Samstag, 11. Juli 2009

Meine erste Kurzgeschichte

Verhängnisvolle Nacht

Es tropft. Leise tropft es auf den Boden. Der Wind zieht kalt klirrend durch die Straße. Der Platz erhellt von einem einzig schwachen Licht, wo gerade Grausames passiert ist. Etwas liegt starr am Boden. Still und regungslos. Man spürt das Grauen in der Luft. Der Tod ist hier. Schwärzer als sonst ist die Nacht und alle Wärme schwindet in der Nähe. Geht verloren.

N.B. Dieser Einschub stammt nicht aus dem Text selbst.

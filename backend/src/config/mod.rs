//! Configuration management for the meal report backend
//!
//! Configuration is loaded hierarchically:
//! 1. Default values (in code)
//! 2. TOML config files (config/development.toml or config/production.toml)
//! 3. Environment variables (prefix: MR__)

use anyhow::{anyhow, Result};
use chrono::FixedOffset;
use meal_report_shared::{NutritionTargets, ReferenceProfile};
use serde::{Deserialize, Serialize};
use std::env;
use std::path::PathBuf;

/// Application configuration
#[derive(Debug, Clone, Serialize, Deserialize)]
pub struct AppConfig {
    pub server: ServerConfig,
    pub records: RecordsConfig,
    pub report: ReportConfig,
    #[serde(default)]
    pub targets: NutritionTargets,
    #[serde(default)]
    pub profile: ReferenceProfile,
}

/// Server configuration
#[derive(Debug, Clone, Serialize, Deserialize)]
pub struct ServerConfig {
    pub host: String,
    pub port: u16,
}

/// Meal record source
#[derive(Debug, Clone, Serialize, Deserialize)]
pub struct RecordsConfig {
    /// CSV export of the meal log sheet
    pub csv_path: PathBuf,
}

/// Who the scheduled reports are for, and in which timezone
#[derive(Debug, Clone, Serialize, Deserialize)]
pub struct ReportConfig {
    pub user_id: String,
    pub user_name: String,
    /// Offset of local time from UTC, in whole hours
    pub utc_offset_hours: i32,
}

impl ReportConfig {
    /// The configured local offset
    pub fn offset(&self) -> Result<FixedOffset> {
        FixedOffset::east_opt(self.utc_offset_hours * 3600)
            .ok_or_else(|| anyhow!("UTC offset out of range: {} hours", self.utc_offset_hours))
    }
}

impl Default for AppConfig {
    fn default() -> Self {
        Self {
            server: ServerConfig {
                host: "127.0.0.1".to_string(),
                port: 8080,
            },
            records: RecordsConfig {
                csv_path: PathBuf::from("data/meal_records.csv"),
            },
            report: ReportConfig {
                user_id: "owner".to_string(),
                user_name: "User".to_string(),
                utc_offset_hours: 9,
            },
            targets: NutritionTargets::default(),
            profile: ReferenceProfile::default(),
        }
    }
}

impl AppConfig {
    /// Load configuration from files and environment
    ///
    /// Loading order (later sources override earlier):
    /// 1. Default values
    /// 2. Config file based on RUST_ENV (development.toml or production.toml)
    /// 3. Environment variables with MR__ prefix
    pub fn load() -> Result<Self> {
        let env = env::var("RUST_ENV").unwrap_or_else(|_| "development".to_string());
        let config_file = format!("config/{}.toml", env);

        let config = config::Config::builder()
            .add_source(config::Config::try_from(&AppConfig::default())?)
            .add_source(config::File::with_name(&config_file).required(false))
            // e.g., MR__TARGETS__CALORIES__MIN=2000 sets targets.calories.min
            .add_source(config::Environment::with_prefix("MR").separator("__"))
            .build()?;

        let config: AppConfig = config.try_deserialize()?;
        config.validate()?;
        Ok(config)
    }

    /// Reject configurations the report engine cannot work with
    pub fn validate(&self) -> Result<()> {
        self.report.offset()?;
        self.targets.clone().validated()?;
        if self.report.user_id.trim().is_empty() {
            anyhow::bail!("report.user_id must not be empty");
        }
        Ok(())
    }

    /// Check if running in production mode
    pub fn is_production() -> bool {
        env::var("RUST_ENV")
            .map(|v| v == "production")
            .unwrap_or(false)
    }
}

Plötzlich ein Schrei. Eine Frau hat sich gerade um die Ecke gewendet und ist in jener dunklen Gasse gelandet. Angst kriecht in ihr hoch, als sie den starren Leib am Boden sieht. Der Boden unter ihm ist nass, getränkt mit Blut, soweit es sich im schwachen Licht erkennen lässt. Panisch greift sie in ihre Tasche und sucht ihr Handy. Sie wird fündig und versucht, völlig zitternd, eine Nummer zu wählen, aber es gelingt ihr nur schwer. Schluchzend spricht sie in das Telefon, als sich am anderen Ende der Leitung eine Stimme meldet. Mit panischer Furcht will sie einen Laut von sich geben, doch sie verstummt. Ein Gefühl von Eiseskälte steigt in ihr auf. Wie ein Stich, der immer stärker wird. Und noch einer. Schmerzen durchdringen sie. Aber außerstande einen Laut von sich zu geben. Ihr wird schwindlig. Die Kraft in ihren Beinen hat sie verlassen. Sie sinkt zusammen und fällt auf den Rücken. Ihre Gedanken fangen an zu schwinden und mit der Zeit kehrt Ruhe in ihr ein. Das Letzte was sie sieht ist eine dunkle Gestalt, die über ihr steht. Dann ist alles schwarz.

Ein hämisches Lächeln fährt über seine Lippen, so muss er daran denken, dass sie nur zur falschen Zeit am falschen Ort gewesen war. Nicht mehr, nicht weniger. Ein verhängnisvoller Schicksalsschlag. Noch immer tropft das Blut von seiner Klinge, welches er in seiner Hand hält. Ein letzter Blick auf seine Tat, dann dreht er sich um und verschwindet in der Nacht.